Battery charger

Thread Starter

crapola

Joined Nov 3, 2010
2
I want to build a wind turbine capeable of charging a 12v car battery. I know a storebought charger I have runs on standard household 110 and uses 2 amps to charge a 12v battery overnight, but I can't figure out what voltage it runs at those 2 amps...110v X 2amps or 12v X 2amps or something else?
 

jatinah

Joined Jul 26, 2010
20
Hi There, The 2-Amps you are talking about sounds like a normal charge-rate for a long-charge. This 2-Amps is the current running thru the battery.

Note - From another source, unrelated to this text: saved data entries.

//! Method signatures and their wire descriptions.
//!
//! A [`MethodSignature`] is declared by whoever registers a server method.
//! At registration time it is turned into an immutable [`MethodDescriptor`],
//! the form served on every `GET /`:
//!
//! ```json
//! {"docstring": "...", "args": [["code", "unspecified"]],
//!  "kwargs": {"nproc": {"type": "unspecified", "default": 4}}}
//! ```

use indexmap::IndexMap;
use serde::{Deserialize, Deserializer, Serialize};
use serde_json::Value;

pub const UNSPECIFIED_TYPE: &str = "unspecified";

const RECEIVER_PARAM: &str = "self";

#[derive(Clone, Debug, PartialEq)]
pub struct Param {
    name: String,
    type_hint: String,
    default: Option<Value>,
}

impl Param {
    pub fn required(name: impl Into<String>) -> Self {
        Self {
            name: name.into(),
            type_hint: UNSPECIFIED_TYPE.to_string(),
            default: None,
        }
    }

    pub fn optional(name: impl Into<String>, default: impl Into<Value>) -> Self {
        Self {
            name: name.into(),
            type_hint: UNSPECIFIED_TYPE.to_string(),
            default: Some(default.into()),
        }
    }

    pub fn with_type(mut self, type_hint: impl Into<String>) -> Self {
        self.type_hint = type_hint.into();
        self
    }

    pub fn name(&self) -> &str {
        &self.name
    }

    pub fn type_hint(&self) -> &str {
        &self.type_hint
    }

    pub fn default(&self) -> Option<&Value> {
        self.default.as_ref()
    }
}

/// Declared parameter list and documentation of a server method.
#[derive(Clone, Debug, Default, PartialEq)]
pub struct MethodSignature {
    docstring: String,
    params: Vec<Param>,
}

impl MethodSignature {
    pub fn new(docstring: impl Into<String>) -> Self {
        Self {
            docstring: docstring.into(),
            params: Vec::new(),
        }
    }

    pub fn param(mut self, param: Param) -> Self {
        self.params.push(param);
        self
    }

    pub fn docstring(&self) -> &str {
        &self.docstring
    }

    /// Parameters in declaration order, with any receiver parameter removed.
    pub fn params(&self) -> impl Iterator<Item = &Param> {
        self.params
            .iter()
            .filter(|param| param.name != RECEIVER_PARAM)
    }
}

#[derive(Clone, Debug, PartialEq, Serialize, Deserialize)]
pub struct KeywordArg {
    #[serde(rename = "type", default = "unspecified_type")]
    pub type_hint: String,
    pub default: Value,
}

impl KeywordArg {
    /// The default as it should be sent on the wire.
    pub fn default_value(&self) -> Value {
        parse_default(&self.default)
    }
}

fn unspecified_type() -> String {
    UNSPECIFIED_TYPE.to_string()
}

#[derive(Clone, Debug, PartialEq, Serialize, Deserialize)]
pub struct MethodDescriptor {
    #[serde(skip)]
    pub name: String,
    #[serde(default, deserialize_with = "nullable_string")]
    pub docstring: String,
    #[serde(default)]
    pub args: Vec<(String, String)>,
    #[serde(default)]
    pub kwargs: IndexMap<String, KeywordArg>,
}

impl MethodDescriptor {
    pub fn from_signature(name: impl Into<String>, signature: &MethodSignature) -> Self {
        let mut args = Vec::new();
        let mut kwargs = IndexMap::new();
        for param in signature.params() {
            match param.default() {
                None => args.push((param.name().to_string(), param.type_hint().to_string())),
                Some(default) => {
                    kwargs.insert(
                        param.name().to_string(),
                        KeywordArg {
                            type_hint: param.type_hint().to_string(),
                            default: render_default(default),
                        },
                    );
                }
            }
        }
        Self {
            name: name.into(),
            docstring: signature.docstring().to_string(),
            args,
            kwargs,
        }
    }

    /// One-line rendering such as `m(x: 'str', y: 'unspecified' = 5)`.
    pub fn signature_line(&self) -> String {
        let mut parts: Vec<String> = self
            .args
            .iter()
            .map(|(name, hint)| format!("{name}: '{hint}'"))
            .collect();
        for (name, kwarg) in self.kwargs.iter() {
            let default = match &kwarg.default {
                Value::String(text) => text.clone(),
                other => other.to_string(),
            };
            parts.push(format!("{name}: '{}' = {default}", kwarg.type_hint));
        }
        format!("{}({})", self.name, parts.join(", "))
    }
}

fn nullable_string<'de, D: Deserializer<'de>>(deserializer: D) -> Result<String, D::Error> {
    Ok(Option::<String>::deserialize(deserializer)?.unwrap_or_default())
}

/// Wire form of a default: strings travel quoted, everything else literally.
pub fn render_default(value: &Value) -> Value {
    match value {
        Value::String(text) => Value::String(format!("\"{text}\"")),
        other => other.clone(),
    }
}

/// Inverse of [`render_default`].
pub fn parse_default(value: &Value) -> Value {
    match value {
        Value::String(text) if text.len() >= 2 && text.starts_with('"') && text.ends_with('"') => {
            Value::String(text[1..text.len() - 1].to_string())
        }
        other => other.clone(),
    }
}

/// Ordered `name -> descriptor` table as served by `GET /`.
#[derive(Clone, Debug, Default, PartialEq, Serialize)]
#[serde(transparent)]
pub struct RegistryDescription(IndexMap<String, MethodDescriptor>);

impl RegistryDescription {
    pub fn new() -> Self {
        Self::default()
    }

    /// Appends `descriptor` unless its name is already described.
    pub fn push(&mut self, descriptor: MethodDescriptor) -> bool {
        if self.0.contains_key(&descriptor.name) {
            return false;
        }
        self.0.insert(descriptor.name.clone(), descriptor);
        true
    }

    pub fn get(&self, name: &str) -> Option<&MethodDescriptor> {
        self.0.get(name)
    }

    pub fn names(&self) -> impl Iterator<Item = &String> {
        self.0.keys()
    }

    pub fn descriptors(&self) -> impl Iterator<Item = &MethodDescriptor> {
        self.0.values()
    }

    pub fn len(&self) -> usize {
        self.0.len()
    }

    pub fn is_empty(&self) -> bool {
        self.0.is_empty()
    }
}

impl<'de> Deserialize<'de> for RegistryDescription {
    fn deserialize<D: Deserializer<'de>>(deserializer: D) -> Result<Self, D::Error> {
        let mut methods = IndexMap::<String, MethodDescriptor>::deserialize(deserializer)?;
        for (name, descriptor) in methods.iter_mut() {
            descriptor.name = name.clone();
        }
        Ok(Self(methods))
    }
}

#[cfg(test)]
mod tests {
    use super::*;
    use serde_json::json;

    fn fit_signature() -> MethodSignature {
        MethodSignature::new("Fit a ligand.")
            .param(Param::required("self"))
            .param(Param::required("map_file"))
            .param(Param::optional("resolution", 3.0))
            .param(Param::optional("thoroughness", "medium"))
    }

    #[test]
    fn splits_required_and_keyword_params() {
        let descriptor = MethodDescriptor::from_signature("fit", &fit_signature());
        assert_eq!(
            descriptor.args,
            vec![("map_file".to_string(), UNSPECIFIED_TYPE.to_string())]
        );
        assert_eq!(descriptor.kwargs.len(), 2);
        assert_eq!(descriptor.kwargs.get("resolution").unwrap().default, json!(3.0));
        assert_eq!(
            descriptor.kwargs.get("thoroughness").unwrap().default,
            json!("\"medium\"")
        );
    }

    #[test]
    fn string_defaults_unquote_for_the_wire() {
        let descriptor = MethodDescriptor::from_signature("fit", &fit_signature());
        let kwarg = descriptor.kwargs.get("thoroughness").unwrap();
        assert_eq!(kwarg.default_value(), json!("medium"));
        assert_eq!(parse_default(&json!(4)), json!(4));
    }

    #[test]
    fn renders_signature_line() {
        let descriptor = MethodDescriptor::from_signature("fit", &fit_signature());
        assert_eq!(
            descriptor.signature_line(),
            "fit(map_file: 'unspecified', resolution: 'unspecified' = 3.0, \
             thoroughness: 'unspecified' = \"medium\")"
        );
    }

    #[test]
    fn description_round_trips_through_json() {
        let mut description = RegistryDescription::new();
        description.push(MethodDescriptor::from_signature("fit", &fit_signature()));
        description.push(MethodDescriptor::from_signature(
            "working_dir",
            &MethodSignature::new("Report the directory."),
        ));

        let text = serde_json::to_string(&description).unwrap();
        let parsed: RegistryDescription = serde_json::from_str(&text).unwrap();
        assert_eq!(parsed, description);
        assert_eq!(
            parsed.names().cloned().collect::<Vec<_>>(),
            vec!["fit".to_string(), "working_dir".to_string()]
        );
    }

    #[test]
    fn repeated_wire_keys_keep_the_last_entry() {
        let text = r#"{
            "m": {"docstring": "first", "args": [], "kwargs": {}},
            "n": {"docstring": "other", "args": [], "kwargs": {}},
            "m": {"docstring": "second", "args": [], "kwargs": {}}
        }"#;
        let parsed: RegistryDescription = serde_json::from_str(text).unwrap();
        let generic: Value = serde_json::from_str(text).unwrap();
        assert_eq!(parsed.get("m").unwrap().docstring, "second");
        assert_eq!(generic["m"]["docstring"], json!("second"));
        assert_eq!(parsed.len(), 2);
    }

    #[test]
    fn push_keeps_the_first_descriptor_of_a_name() {
        let mut description = RegistryDescription::new();
        assert!(description.push(MethodDescriptor::from_signature(
            "m",
            &MethodSignature::new("first")
        )));
        assert!(!description.push(MethodDescriptor::from_signature(
            "m",
            &MethodSignature::new("second")
        )));
        assert_eq!(description.get("m").unwrap().docstring, "first");
    }

    #[test]
    fn accepts_minimal_wire_descriptor() {
        let parsed: RegistryDescription = serde_json::from_value(json!({
            "m": {"docstring": null, "args": [["x", "str"]], "kwargs": {"y": {"default": 5}}}
        }))
        .unwrap();
        let descriptor = parsed.get("m").unwrap();
        assert_eq!(descriptor.name, "m");
        assert_eq!(descriptor.kwargs.get("y").unwrap().type_hint, UNSPECIFIED_TYPE);
    }
}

Most chargers will use a charge factor to get your +12v battery charged up to +13.5 or so, and a car alternator can charge as high as +14.5v.
Doing the math, your output voltage "x" your output current = Output Power. This equates to ~ 27Watts
We know there is always a loss from power_in to power_out so we know that the 110vac in will consume more than 27W plus losses, so you'd be drawing at least .3 Amps from the wall for the charging.
You would want to maintain a correct charging level for your battery, so even tho you take generated voltage from the wind turbine, you will still need to regulate the charging output to +13.5 and limited to 2 Amps:)
 

wayneh

Joined Sep 9, 2010
17,498
I want to build a wind turbine capeable of charging a 12v car battery. I know a storebought charger I have runs on standard household 110 and uses 2 amps to charge a 12v battery overnight, but I can't figure out what voltage it runs at those 2 amps...110v X 2amps or 12v X 2amps or something else?
Wind turbines generate an AC voltage. To charge a battery you'll want to rectify that to DC using a full-wave bridge using 4 diodes. Six diodes if you're using 3-phase. Depending on current load, temperature and diode choice, you'll lose about 2 volts across the rectifier. So 16v AC becomes 14v DC. And a lot of the power you capture will be burnt away as heat in the rectifier. Sadly, you'll get no charging whatsoever if the wind drops your output below ~14 volts. And believe it or not, you'll need a fairly large turbine to generate the ~30 watts you need from typical wind speeds.
 

Kermit2

Joined Feb 5, 2010
4,162
You can get up into the hundreds of watts with a 2 to 3 meter blade on a wind turbine. But you need a REALLY windy day. 10-15 mph winds will get you 20-30 watts pretty easy with a 3 meter turbine blade. It would take some first class, high tech, wind generator to get 30 watts or more with under 2 meters span, with a 10 mph wind. How many blades on the turbine and how long are they? What kind of generator are you taking the electricity from? How far is it to the battery you are charging? How do you want to run it?(manual, or automatic charging) Meaning do you want it to taper off current and switch to a float voltage by itself, or with you there to make a switch from mode to mode?

Detail time.
 

wayneh

Joined Sep 9, 2010
17,498
Detail time.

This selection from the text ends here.